● Work to complete
Each entry must be output exactly as it appears.

********

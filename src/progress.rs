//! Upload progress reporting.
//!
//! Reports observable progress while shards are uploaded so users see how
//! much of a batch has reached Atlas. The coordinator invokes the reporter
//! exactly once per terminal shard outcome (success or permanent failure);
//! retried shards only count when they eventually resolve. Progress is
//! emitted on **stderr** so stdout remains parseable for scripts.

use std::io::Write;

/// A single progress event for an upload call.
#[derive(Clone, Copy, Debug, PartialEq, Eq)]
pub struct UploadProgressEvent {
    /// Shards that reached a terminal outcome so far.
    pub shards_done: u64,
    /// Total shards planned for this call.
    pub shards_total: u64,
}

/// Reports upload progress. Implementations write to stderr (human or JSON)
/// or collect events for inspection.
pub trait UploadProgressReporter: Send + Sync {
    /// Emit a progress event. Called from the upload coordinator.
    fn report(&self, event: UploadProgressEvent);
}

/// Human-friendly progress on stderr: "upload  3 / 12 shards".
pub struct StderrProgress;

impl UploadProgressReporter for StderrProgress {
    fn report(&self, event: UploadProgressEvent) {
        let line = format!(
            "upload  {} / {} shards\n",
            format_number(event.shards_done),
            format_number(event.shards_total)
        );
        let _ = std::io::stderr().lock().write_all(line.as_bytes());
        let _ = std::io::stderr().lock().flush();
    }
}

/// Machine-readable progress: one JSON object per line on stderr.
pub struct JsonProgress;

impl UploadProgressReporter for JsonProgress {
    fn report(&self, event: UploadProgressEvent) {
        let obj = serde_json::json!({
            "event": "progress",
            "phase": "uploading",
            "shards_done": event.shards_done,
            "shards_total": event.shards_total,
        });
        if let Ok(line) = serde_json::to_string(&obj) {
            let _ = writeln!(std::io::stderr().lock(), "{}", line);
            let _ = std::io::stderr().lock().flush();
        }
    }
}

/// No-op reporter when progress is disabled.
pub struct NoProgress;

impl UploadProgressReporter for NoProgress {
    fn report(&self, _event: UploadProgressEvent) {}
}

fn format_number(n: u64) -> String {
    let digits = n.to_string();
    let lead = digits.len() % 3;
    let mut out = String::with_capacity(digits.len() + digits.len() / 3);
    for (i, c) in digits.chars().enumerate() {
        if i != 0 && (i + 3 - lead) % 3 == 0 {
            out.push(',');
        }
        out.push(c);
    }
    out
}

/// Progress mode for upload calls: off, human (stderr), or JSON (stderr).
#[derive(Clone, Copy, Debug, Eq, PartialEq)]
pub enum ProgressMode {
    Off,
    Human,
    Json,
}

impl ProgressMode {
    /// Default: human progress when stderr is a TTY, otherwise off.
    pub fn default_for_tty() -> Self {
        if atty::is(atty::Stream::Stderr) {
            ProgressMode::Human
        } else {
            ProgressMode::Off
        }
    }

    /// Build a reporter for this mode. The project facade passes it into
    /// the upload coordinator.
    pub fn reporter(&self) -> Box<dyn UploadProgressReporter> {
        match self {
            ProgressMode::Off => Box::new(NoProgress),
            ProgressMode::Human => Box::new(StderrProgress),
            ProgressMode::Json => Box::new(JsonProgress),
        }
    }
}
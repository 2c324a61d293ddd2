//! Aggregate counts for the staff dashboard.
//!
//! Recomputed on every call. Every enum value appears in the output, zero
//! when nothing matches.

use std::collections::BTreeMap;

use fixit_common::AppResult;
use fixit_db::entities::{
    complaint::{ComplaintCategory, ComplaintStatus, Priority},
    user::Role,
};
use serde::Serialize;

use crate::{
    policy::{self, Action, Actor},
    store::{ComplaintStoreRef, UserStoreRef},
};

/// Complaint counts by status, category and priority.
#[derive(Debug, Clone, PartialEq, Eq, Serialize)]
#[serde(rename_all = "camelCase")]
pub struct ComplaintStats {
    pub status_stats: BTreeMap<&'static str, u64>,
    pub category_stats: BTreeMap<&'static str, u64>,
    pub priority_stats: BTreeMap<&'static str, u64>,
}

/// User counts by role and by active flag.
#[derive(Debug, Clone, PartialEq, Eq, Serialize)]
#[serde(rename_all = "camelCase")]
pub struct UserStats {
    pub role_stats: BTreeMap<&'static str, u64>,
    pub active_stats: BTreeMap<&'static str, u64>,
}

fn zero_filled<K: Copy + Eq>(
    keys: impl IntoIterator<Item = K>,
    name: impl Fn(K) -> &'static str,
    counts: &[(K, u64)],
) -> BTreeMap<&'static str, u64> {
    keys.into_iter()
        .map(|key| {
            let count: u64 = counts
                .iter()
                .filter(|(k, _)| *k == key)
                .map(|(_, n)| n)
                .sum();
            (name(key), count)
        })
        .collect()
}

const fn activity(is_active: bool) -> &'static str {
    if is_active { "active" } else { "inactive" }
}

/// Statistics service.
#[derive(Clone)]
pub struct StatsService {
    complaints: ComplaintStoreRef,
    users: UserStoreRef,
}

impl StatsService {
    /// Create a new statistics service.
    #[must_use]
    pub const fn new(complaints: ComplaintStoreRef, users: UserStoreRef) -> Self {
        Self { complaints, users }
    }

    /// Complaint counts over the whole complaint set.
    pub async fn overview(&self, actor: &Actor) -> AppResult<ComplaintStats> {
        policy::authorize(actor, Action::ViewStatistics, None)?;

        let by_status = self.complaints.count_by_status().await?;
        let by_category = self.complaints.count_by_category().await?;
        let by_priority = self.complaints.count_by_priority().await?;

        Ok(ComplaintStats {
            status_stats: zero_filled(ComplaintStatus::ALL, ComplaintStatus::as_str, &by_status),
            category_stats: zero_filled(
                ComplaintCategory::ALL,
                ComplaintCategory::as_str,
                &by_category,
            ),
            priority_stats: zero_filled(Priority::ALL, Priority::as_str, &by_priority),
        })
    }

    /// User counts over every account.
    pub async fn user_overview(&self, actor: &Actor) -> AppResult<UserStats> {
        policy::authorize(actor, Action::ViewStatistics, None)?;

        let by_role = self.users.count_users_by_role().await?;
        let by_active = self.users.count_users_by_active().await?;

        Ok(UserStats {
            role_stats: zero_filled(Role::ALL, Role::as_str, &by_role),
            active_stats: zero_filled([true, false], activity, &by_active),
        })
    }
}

********

● Answer
filename src/progress.rs
//! Upload progress reporting.
//!
//! Reports observable progress while shards are uploaded so users see how
//! much of a batch has reached Atlas. The coordinator invokes the reporter
//! exactly once per terminal shard outcome (success or permanent failure);
//! retried shards only count when they eventually resolve. Progress is
//! emitted on **stderr** so stdout remains parseable for scripts.

use std::io::Write;

/// A single progress event for an upload call.
#[derive(Clone, Copy, Debug, PartialEq, Eq)]
pub struct UploadProgressEvent {
    /// Shards that reached a terminal outcome so far.
    pub shards_done: u64,
    /// Total shards planned for this call.
    pub shards_total: u64,
}

/// Reports upload progress. Implementations write to stderr (human or JSON)
/// or collect events for inspection.
pub trait UploadProgressReporter: Send + Sync {
    /// Emit a progress event. Called from the upload coordinator.
    fn report(&self, event: UploadProgressEvent);
}

/// Human-friendly progress on stderr: "upload  3 / 12 shards".
pub struct StderrProgress;

impl UploadProgressReporter for StderrProgress {
    fn report(&self, event: UploadProgressEvent) {
        let line = format!(
            "upload  {} / {} shards\n",
            format_number(event.shards_done),
            format_number(event.shards_total)
        );
        let _ = std::io::stderr().lock().write_all(line.as_bytes());
        let _ = std::io::stderr().lock().flush();
    }
}

/// Machine-readable progress: one JSON object per line on stderr.
pub struct JsonProgress;

impl UploadProgressReporter for JsonProgress {
    fn report(&self, event: UploadProgressEvent) {
        let obj = serde_json::json!({
            "event": "progress",
            "phase": "uploading",
            "shards_done": event.shards_done,
            "shards_total": event.shards_total,
        });
        if let Ok(line) = serde_json::to_string(&obj) {
            let _ = writeln!(std::io::stderr().lock(), "{}", line);
            let _ = std::io::stderr().lock().flush();
        }
    }
}

/// No-op reporter when progress is disabled.
pub struct NoProgress;

impl UploadProgressReporter for NoProgress {
    fn report(&self, _event: UploadProgressEvent) {}
}

fn format_number(n: u64) -> String {
    let digits = n.to_string();
    let lead = digits.len() % 3;
    let mut out = String::with_capacity(digits.len() + digits.len() / 3);
    for (i, c) in digits.chars().enumerate() {
        if i != 0 && (i + 3 - lead) % 3 == 0 {
            out.push(',');
        }
        out.push(c);
    }
    out
}

/// Progress mode for upload calls: off, human (stderr), or JSON (stderr).
#[derive(Clone, Copy, Debug, Eq, PartialEq)]
pub enum ProgressMode {
    Off,
    Human,
    Json,
}

impl ProgressMode {
    /// Default: human progress when stderr is a TTY, otherwise off.
    pub fn default_for_tty() -> Self {
        if atty::is(atty::Stream::Stderr) {
            ProgressMode::Human
        } else {
            ProgressMode::Off
        }
    }

    /// Build a reporter for this mode. The project facade passes it into
    /// the upload coordinator.
    pub fn reporter(&self) -> Box<dyn UploadProgressReporter> {
        match self {
            ProgressMode::Off => Box::new(NoProgress),
            ProgressMode::Human => Box::new(StderrProgress),
            ProgressMode::Json => Box::new(JsonProgress),
        }
    }
}
repository 2c324a61d293ddd2
//! Aggregate counts for the staff dashboard.
//!
//! Recomputed on every call. Every enum value appears in the output, zero
//! when nothing matches.

use std::collections::BTreeMap;

use fixit_common::AppResult;
use fixit_db::entities::{
    complaint::{ComplaintCategory, ComplaintStatus, Priority},
    user::Role,
};
use serde::Serialize;

use crate::{
    policy::{self, Action, Actor},
    store::{ComplaintStoreRef, UserStoreRef},
};

/// Complaint counts by status, category and priority.
#[derive(Debug, Clone, PartialEq, Eq, Serialize)]
#[serde(rename_all = "camelCase")]
pub struct ComplaintStats {
    pub status_stats: BTreeMap<&'static str, u64>,
    pub category_stats: BTreeMap<&'static str, u64>,
    pub priority_stats: BTreeMap<&'static str, u64>,
}

/// User counts by role and by active flag.
#[derive(Debug, Clone, PartialEq, Eq, Serialize)]
#[serde(rename_all = "camelCase")]
pub struct UserStats {
    pub role_stats: BTreeMap<&'static str, u64>,
    pub active_stats: BTreeMap<&'static str, u64>,
}

fn zero_filled<K: Copy + Eq>(
    keys: impl IntoIterator<Item = K>,
    name: impl Fn(K) -> &'static str,
    counts: &[(K, u64)],
) -> BTreeMap<&'static str, u64> {
    keys.into_iter()
        .map(|key| {
            let count: u64 = counts
                .iter()
                .filter(|(k, _)| *k == key)
                .map(|(_, n)| n)
                .sum();
            (name(key), count)
        })
        .collect()
}

const fn activity(is_active: bool) -> &'static str {
    if is_active { "active" } else { "inactive" }
}

/// Statistics service.
#[derive(Clone)]
pub struct StatsService {
    complaints: ComplaintStoreRef,
    users: UserStoreRef,
}

impl StatsService {
    /// Create a new statistics service.
    #[must_use]
    pub const fn new(complaints: ComplaintStoreRef, users: UserStoreRef) -> Self {
        Self { complaints, users }
    }

    /// Complaint counts over the whole complaint set.
    pub async fn overview(&self, actor: &Actor) -> AppResult<ComplaintStats> {
        policy::authorize(actor, Action::ViewStatistics, None)?;

        let by_status = self.complaints.count_by_status().await?;
        let by_category = self.complaints.count_by_category().await?;
        let by_priority = self.complaints.count_by_priority().await?;

        Ok(ComplaintStats {
            status_stats: zero_filled(ComplaintStatus::ALL, ComplaintStatus::as_str, &by_status),
            category_stats: zero_filled(
                ComplaintCategory::ALL,
                ComplaintCategory::as_str,
                &by_category,
            ),
            priority_stats: zero_filled(Priority::ALL, Priority::as_str, &by_priority),
        })
    }

    /// User counts over every account.
    pub async fn user_overview(&self, actor: &Actor) -> AppResult<UserStats> {
        policy::authorize(actor, Action::ViewStatistics, None)?;

        let by_role = self.users.count_users_by_role().await?;
        let by_active = self.users.count_users_by_active().await?;

        Ok(UserStats {
            role_stats: zero_filled(Role::ALL, Role::as_str, &by_role),
            active_stats: zero_filled([true, false], activity, &by_active),
        })
    }
}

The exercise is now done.